Lord Carter: My Lords, I shall withdraw the amendment; but I am rather disappointed. The Minister started off by saying that it is a matter of policy, and almost immediately he pointed out that there is an exception which is allowed for in the Bill under Clause 4(1) (d).

I admit that the wording of the amendment is not perfect but its intention is to highlight a problem and to see whether the Government are prepared to consider the matter. I believe that tenants may become locked into situations. There may be a lack of flexibility. It seems a pity that on rather spurious policy grounds, the Government are not prepared to deal with the problem.

Obviously, the Minister was slightly stunned on Report when I mentioned a fundamental misunderstanding of the doctrine of estates and the distinction between a protected annual tenancy and a fixed term lease. I am not sure that I am convinced by what he said about that; but he will realise that I was reading from the brief and I should not dream of accusing myself of a fundamental misunderstanding of the doctrine of estates.

We have tried hard to bring the point home. Perhaps the problem will be dealt with in another place but we have not been able to change the Minister's mind. I beg leave to withdraw the amendment.

Amendment, by leave, withdrawn.

Clause 13 [Amount of rent]:

Earl Howe moved Amendment No.2:

Page 7, line 30, leave out from ("tenancy") to ("which") in line 31 and insert ("(including those which are relevant for the purposes of section 10(4) to (6) of this Act, but not those relating to the criteria by reference to").

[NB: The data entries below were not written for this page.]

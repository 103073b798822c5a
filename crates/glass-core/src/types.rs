//! Public API types for glass
//!
//! These types provide a stable public API that doesn't expose moxcms internals.

/// Working color space of an image, as tagged by its ICC profile
#[derive(Debug, Clone, Copy, PartialEq, Eq, Hash)]
#[non_exhaustive]
pub enum ColorSpace {
    /// RGB color space
    Rgb,
    /// CMYK color space
    Cmyk,
    /// Grayscale
    Gray,
    /// CIELAB
    Lab,
    /// CIEXYZ
    Xyz,
    /// YCbCr (video)
    YCbCr,
    /// Luminance + Chroma
    Luv,
    /// HSV (hue, saturation, value)
    Hsv,
    /// HLS (hue, lightness, saturation)
    Hls,
    /// CMY (without K)
    Cmy,
    /// Not yet determined
    Unknown,
}

impl ColorSpace {
    /// Check if this is an RGB-like color space
    pub fn is_rgb(&self) -> bool {
        matches!(self, Self::Rgb)
    }

    /// Check if the space has been determined
    pub fn is_known(&self) -> bool {
        !matches!(self, Self::Unknown)
    }
}

impl From<moxcms::DataColorSpace> for ColorSpace {
    fn from(cs: moxcms::DataColorSpace) -> Self {
        match cs {
            moxcms::DataColorSpace::Rgb => Self::Rgb,
            moxcms::DataColorSpace::Cmyk => Self::Cmyk,
            moxcms::DataColorSpace::Gray => Self::Gray,
            moxcms::DataColorSpace::Lab => Self::Lab,
            moxcms::DataColorSpace::Xyz => Self::Xyz,
            moxcms::DataColorSpace::YCbr => Self::YCbCr,
            moxcms::DataColorSpace::Luv => Self::Luv,
            moxcms::DataColorSpace::Hsv => Self::Hsv,
            moxcms::DataColorSpace::Hls => Self::Hls,
            moxcms::DataColorSpace::Cmy => Self::Cmy,
            _ => Self::Unknown,
        }
    }
}

impl std::fmt::Display for ColorSpace {
    fn fmt(&self, f: &mut std::fmt::Formatter<'_>) -> std::fmt::Result {
        let name = match self {
            Self::Rgb => "RGB",
            Self::Cmyk => "CMYK",
            Self::Gray => "Gray",
            Self::Lab => "Lab",
            Self::Xyz => "XYZ",
            Self::YCbCr => "YCbCr",
            Self::Luv => "Luv",
            Self::Hsv => "HSV",
            Self::Hls => "HLS",
            Self::Cmy => "CMY",
            Self::Unknown => "Unknown",
        };
        f.write_str(name)
    }
}

/// ICC profile class (device type)
#[derive(Debug, Clone, Copy, PartialEq, Eq, Hash)]
#[non_exhaustive]
pub enum ProfileClass {
    /// Input device (scanner, camera)
    Input,
    /// Display device (monitor)
    Display,
    /// Output device (printer)
    Output,
    /// Device link (direct device-to-device)
    DeviceLink,
    /// Color space conversion
    ColorSpace,
    /// Abstract profile
    Abstract,
    /// Named color profile
    NamedColor,
}

impl From<moxcms::ProfileClass> for ProfileClass {
    fn from(pc: moxcms::ProfileClass) -> Self {
        match pc {
            moxcms::ProfileClass::InputDevice => Self::Input,
            moxcms::ProfileClass::DisplayDevice => Self::Display,
            moxcms::ProfileClass::OutputDevice => Self::Output,
            moxcms::ProfileClass::DeviceLink => Self::DeviceLink,
            moxcms::ProfileClass::ColorSpace => Self::ColorSpace,
            moxcms::ProfileClass::Abstract => Self::Abstract,
            moxcms::ProfileClass::Named => Self::NamedColor,
        }
    }
}

/// Clockwise rotation by a multiple of 90 degrees
#[derive(Debug, Clone, Copy, PartialEq, Eq, Hash, Default)]
pub enum Rotation {
    #[default]
    None,
    Cw90,
    Cw180,
    Cw270,
}

impl Rotation {
    /// Rotation from a degree value; anything that is not a multiple of 90 is `None`
    pub fn from_degrees(degrees: i32) -> Option<Self> {
        match degrees.rem_euclid(360) {
            0 => Some(Self::None),
            90 => Some(Self::Cw90),
            180 => Some(Self::Cw180),
            270 => Some(Self::Cw270),
            _ => None,
        }
    }

    /// Clockwise degrees in `0..360`
    pub fn degrees(&self) -> i32 {
        match self {
            Self::None => 0,
            Self::Cw90 => 90,
            Self::Cw180 => 180,
            Self::Cw270 => 270,
        }
    }

    /// Whether width and height trade places
    pub fn swaps_dimensions(&self) -> bool {
        matches!(self, Self::Cw90 | Self::Cw270)
    }
}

The noble Earl said: My Lords, this is a drafting amendment which we consider necessary to make the meaning of Clause 13(2) clear beyond doubt. Under the clause as drafted, an arbitrator at a rent review is required to take account of all relevant factors, including the terms of the tenancy, except those relating to the manner in which any new rent is to be determined. It has been pointed out to us by the RICS that this might possibly be taken to mean any provisions in the tenancy agreement relating to rent reviews. This was not our intention.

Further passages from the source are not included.